Wherever the string "grid" occurs in a line of these records, report that line.

--- --- ---

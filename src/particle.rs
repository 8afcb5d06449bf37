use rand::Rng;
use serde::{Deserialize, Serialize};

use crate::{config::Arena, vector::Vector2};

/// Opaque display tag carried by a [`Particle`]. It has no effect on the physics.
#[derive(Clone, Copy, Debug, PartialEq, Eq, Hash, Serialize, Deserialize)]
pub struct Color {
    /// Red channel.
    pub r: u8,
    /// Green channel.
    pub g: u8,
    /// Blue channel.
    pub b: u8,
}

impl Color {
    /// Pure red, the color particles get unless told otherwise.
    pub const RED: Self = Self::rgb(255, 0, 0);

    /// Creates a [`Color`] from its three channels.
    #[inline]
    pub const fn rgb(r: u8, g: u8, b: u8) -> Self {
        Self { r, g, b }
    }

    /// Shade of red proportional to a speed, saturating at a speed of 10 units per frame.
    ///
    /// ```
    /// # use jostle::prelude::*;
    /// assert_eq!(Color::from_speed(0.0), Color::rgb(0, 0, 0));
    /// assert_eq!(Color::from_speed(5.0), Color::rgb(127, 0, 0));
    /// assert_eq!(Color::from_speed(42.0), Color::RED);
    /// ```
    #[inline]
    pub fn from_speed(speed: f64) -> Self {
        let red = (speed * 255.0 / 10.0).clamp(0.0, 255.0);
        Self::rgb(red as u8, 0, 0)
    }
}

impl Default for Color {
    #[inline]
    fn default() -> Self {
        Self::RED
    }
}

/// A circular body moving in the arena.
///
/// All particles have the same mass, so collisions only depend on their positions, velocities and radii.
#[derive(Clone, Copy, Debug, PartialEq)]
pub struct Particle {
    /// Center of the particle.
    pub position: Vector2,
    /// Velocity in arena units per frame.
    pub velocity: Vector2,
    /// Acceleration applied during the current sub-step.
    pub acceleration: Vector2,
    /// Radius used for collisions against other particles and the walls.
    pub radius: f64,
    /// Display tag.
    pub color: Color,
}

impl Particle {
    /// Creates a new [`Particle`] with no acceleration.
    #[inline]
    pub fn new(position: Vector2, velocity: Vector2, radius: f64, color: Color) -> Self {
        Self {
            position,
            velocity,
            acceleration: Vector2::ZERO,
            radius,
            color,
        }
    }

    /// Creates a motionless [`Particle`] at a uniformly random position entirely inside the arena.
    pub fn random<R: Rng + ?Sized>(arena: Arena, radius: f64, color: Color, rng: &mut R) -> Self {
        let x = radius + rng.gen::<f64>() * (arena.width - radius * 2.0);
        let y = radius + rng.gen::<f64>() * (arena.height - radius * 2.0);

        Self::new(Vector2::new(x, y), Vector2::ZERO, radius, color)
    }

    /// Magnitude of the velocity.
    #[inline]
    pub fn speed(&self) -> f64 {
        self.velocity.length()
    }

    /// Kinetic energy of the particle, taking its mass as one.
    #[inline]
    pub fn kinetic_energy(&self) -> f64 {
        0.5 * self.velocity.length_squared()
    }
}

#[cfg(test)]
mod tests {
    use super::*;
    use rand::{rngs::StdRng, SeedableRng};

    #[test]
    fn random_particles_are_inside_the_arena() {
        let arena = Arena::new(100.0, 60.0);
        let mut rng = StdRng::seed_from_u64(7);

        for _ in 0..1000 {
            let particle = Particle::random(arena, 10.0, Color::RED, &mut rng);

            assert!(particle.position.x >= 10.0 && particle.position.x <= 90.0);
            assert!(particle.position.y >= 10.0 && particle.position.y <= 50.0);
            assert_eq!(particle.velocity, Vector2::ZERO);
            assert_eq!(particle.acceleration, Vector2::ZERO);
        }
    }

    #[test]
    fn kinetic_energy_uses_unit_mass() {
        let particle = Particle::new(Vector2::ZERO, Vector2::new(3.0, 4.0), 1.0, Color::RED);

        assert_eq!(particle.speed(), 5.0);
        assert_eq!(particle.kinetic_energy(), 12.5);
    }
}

--- --- ---

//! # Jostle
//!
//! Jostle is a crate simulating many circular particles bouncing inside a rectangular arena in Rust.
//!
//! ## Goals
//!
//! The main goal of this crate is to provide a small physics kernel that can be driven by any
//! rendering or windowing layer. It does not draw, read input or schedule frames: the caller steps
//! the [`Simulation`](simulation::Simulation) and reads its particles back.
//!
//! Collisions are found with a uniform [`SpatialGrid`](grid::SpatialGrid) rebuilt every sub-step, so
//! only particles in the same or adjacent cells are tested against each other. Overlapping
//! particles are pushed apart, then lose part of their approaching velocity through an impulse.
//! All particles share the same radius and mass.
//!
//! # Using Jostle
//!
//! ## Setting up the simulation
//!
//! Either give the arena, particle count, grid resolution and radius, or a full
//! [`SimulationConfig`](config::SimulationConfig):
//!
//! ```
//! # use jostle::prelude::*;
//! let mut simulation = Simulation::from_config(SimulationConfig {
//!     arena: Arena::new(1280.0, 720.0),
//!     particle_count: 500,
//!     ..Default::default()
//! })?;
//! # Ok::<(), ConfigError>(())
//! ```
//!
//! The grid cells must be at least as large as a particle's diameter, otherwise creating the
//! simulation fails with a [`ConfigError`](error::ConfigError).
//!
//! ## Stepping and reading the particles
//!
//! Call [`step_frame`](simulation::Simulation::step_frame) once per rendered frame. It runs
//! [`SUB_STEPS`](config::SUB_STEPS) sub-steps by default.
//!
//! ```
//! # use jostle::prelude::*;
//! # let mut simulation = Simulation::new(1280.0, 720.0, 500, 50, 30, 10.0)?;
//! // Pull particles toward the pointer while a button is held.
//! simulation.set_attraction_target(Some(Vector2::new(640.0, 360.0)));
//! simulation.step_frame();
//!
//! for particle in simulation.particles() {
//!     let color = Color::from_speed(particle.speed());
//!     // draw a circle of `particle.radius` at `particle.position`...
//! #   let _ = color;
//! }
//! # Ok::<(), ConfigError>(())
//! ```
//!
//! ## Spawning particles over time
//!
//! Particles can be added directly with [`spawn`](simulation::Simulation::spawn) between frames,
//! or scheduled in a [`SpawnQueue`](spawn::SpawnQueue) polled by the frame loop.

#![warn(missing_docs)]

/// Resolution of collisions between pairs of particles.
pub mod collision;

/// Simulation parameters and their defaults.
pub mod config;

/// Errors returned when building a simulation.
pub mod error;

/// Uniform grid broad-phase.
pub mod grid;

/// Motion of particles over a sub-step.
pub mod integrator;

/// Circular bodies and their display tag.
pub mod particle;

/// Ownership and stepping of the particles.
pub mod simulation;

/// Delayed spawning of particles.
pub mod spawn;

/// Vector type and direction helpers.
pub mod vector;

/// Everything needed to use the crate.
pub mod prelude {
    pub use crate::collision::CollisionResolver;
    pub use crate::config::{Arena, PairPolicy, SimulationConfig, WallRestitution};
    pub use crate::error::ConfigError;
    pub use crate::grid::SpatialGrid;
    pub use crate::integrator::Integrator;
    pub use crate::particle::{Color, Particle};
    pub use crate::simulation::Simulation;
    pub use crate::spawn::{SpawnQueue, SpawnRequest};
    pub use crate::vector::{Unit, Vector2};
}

--- --- ---

RESULT:
//! Collisions are found with a uniform [`SpatialGrid`](grid::SpatialGrid) rebuilt every sub-step, so
//! Either give the arena, particle count, grid resolution and radius, or a full
//! The grid cells must be at least as large as a particle's diameter, otherwise creating the
/// Uniform grid broad-phase.
pub mod grid;
    pub use crate::grid::SpatialGrid;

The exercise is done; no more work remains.